Mais après cet album en forme de « comfort food » pour fans en manque, Judas Priest va choquer son monde. Pour la première fois de leur longue carrière, les « Metal Gods » vont se lancer dans un album-concept ambitieux, sur le thème de Michel de Nostredame – plus connu sous le nom de Nostradamus. Une idée soufflée par leur manager de l'époque, Bill Curbishley, et qui va mettre un certain temps à se lancer puisque les premières ébauches du projet datent de... 2005, pour une sortie postposée de 2006 à 2007, puis 2008. Il faut dire que Nostradamus est un mastodonte : un double album d'1 h 42, avec pas moins de 14 « vrais » morceaux et neuf interludes plus ou moins longs. Et là où Iron Maiden, deux ans plus tôt, s'en était tiré avec des critiques positives pour son album à peu près conceptuel A Matter Of Life & Death (c'est plutôt la décision du groupe de le jouer en entier lors de la tournée suivante qui a fait polémique), Judas Priest va louper la cible.
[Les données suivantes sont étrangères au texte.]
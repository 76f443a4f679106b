//! Tests for `scabbard analyze` command

use super::common::{TestContext, COFFEE, UNRESOLVED};
use predicates::prelude::*;

#[test]
fn test_analyze_prints_graph_summary() {
    let ctx = TestContext::new();
    let input = ctx.metadata("coffee.yaml", COFFEE);

    ctx.scabbard()
        .arg("analyze")
        .arg(&input)
        .assert()
        .success()
        .stdout(predicate::str::contains("Components: 1"))
        .stdout(predicate::str::contains(
            "coffee.CoffeeApp (2 module(s), 2 provider(s))",
        ))
        .stdout(predicate::str::contains("Injectable targets: 1"));
}

#[test]
fn test_analyze_reads_metadata_directory() {
    let ctx = TestContext::new();
    ctx.metadata("coffee.yaml", COFFEE);

    ctx.scabbard()
        .arg("analyze")
        .arg(ctx.path("metadata"))
        .assert()
        .success()
        .stdout(predicate::str::contains("Providable targets: 1"));
}

#[test]
fn test_analyze_does_not_validate() {
    let ctx = TestContext::new();
    let input = ctx.metadata("broken.yaml", UNRESOLVED);

    ctx.scabbard()
        .arg("analyze")
        .arg(&input)
        .assert()
        .success()
        .stdout(predicate::str::contains("Unresolved").not());
}

#[test]
fn test_analyze_missing_input() {
    let ctx = TestContext::new();

    ctx.scabbard()
        .arg("analyze")
        .arg(ctx.path("nowhere.yaml"))
        .assert()
        .failure()
        .stderr(predicate::str::contains("does not exist"));
}

#[test]
fn test_analyze_malformed_metadata() {
    let ctx = TestContext::new();
    let input = ctx.metadata("bad.yaml", "classes: {not: a list}");

    ctx.scabbard()
        .arg("analyze")
        .arg(&input)
        .assert()
        .failure()
        .stderr(predicate::str::contains("Metadata error"));
}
Car Nostradamus laisse à peu près totalement de côté ce qui a fait la marque de fabrique du groupe depuis les années 80, et que Painkiller avait poussé à son paroxysme : du mordant, de l'énergie, dans une volonté claire de prouver que le Priest pouvait toujours être « moderne » et à la page. Les albums avec « Ripper » Owens, avec leurs guitares sous-accordées et leur approche groovy, avaient peut-être trop dénaturé le son de Judas Priest, mais s'inscrivaient également dans cette lignée. Nostradamus, de son côté, est un album symphonique, lyrique, théâtral, et terriblement prétentieux. Les griffes du duo K.K. Downing – Glenn Tipton y sont clairement limées, et c'est en partie suite aux désaccords nés de la gestation de Nostradamus que K.K. Downing finira par quitter le groupe en 2011. Quant à Rob Halford, il est presque méconnaissable. De ses hurlements caractéristiques, il ne reste à peu près que ces montées sinistres sur l'excellente ouverture « Prophecy » (seul titre qui ressurgira sur les setlists à l'avenir, sans surprise) et un cri en introduction du non moins excellent morceau-titre « Nostradamus » en toute fin d'album, seul moment où le groupe lâche les chevaux. Ça fait peu et, surtout, il y a 1 h 30 de musique entre les deux durant lesquelles le rythme s'accélère très rarement.
Pourtant, durant cette heure et demie, il y a bel et bien des moments de grâce, souvent mal mis en valeur. Si l'enchaînement « Revelations - War » (avec cet interlude peu utile entre les deux) coupe le rythme de l'album d'emblée, « Death », l'un des rares titres purement doom de la carrière de Judas Priest sur lequel Rob Halford est saisissant, sort du lot. Dans un registre inhabituel, Halford est d'ailleurs l'un des grands gagnants de Nostradamus, s'offrant des passages très lyriques correspondant parfaitement à ses capacités vocales actuelles. Bien sûr, c'est parfois maladroit : on ne peut pas s'empêcher de pouffer en l'entendant chanter dans un italien approximatif sur le néanmoins catchy « Pestilence & Plague » (et franchement, j'ai toujours du mal à comprendre l'utilisation de l'italien).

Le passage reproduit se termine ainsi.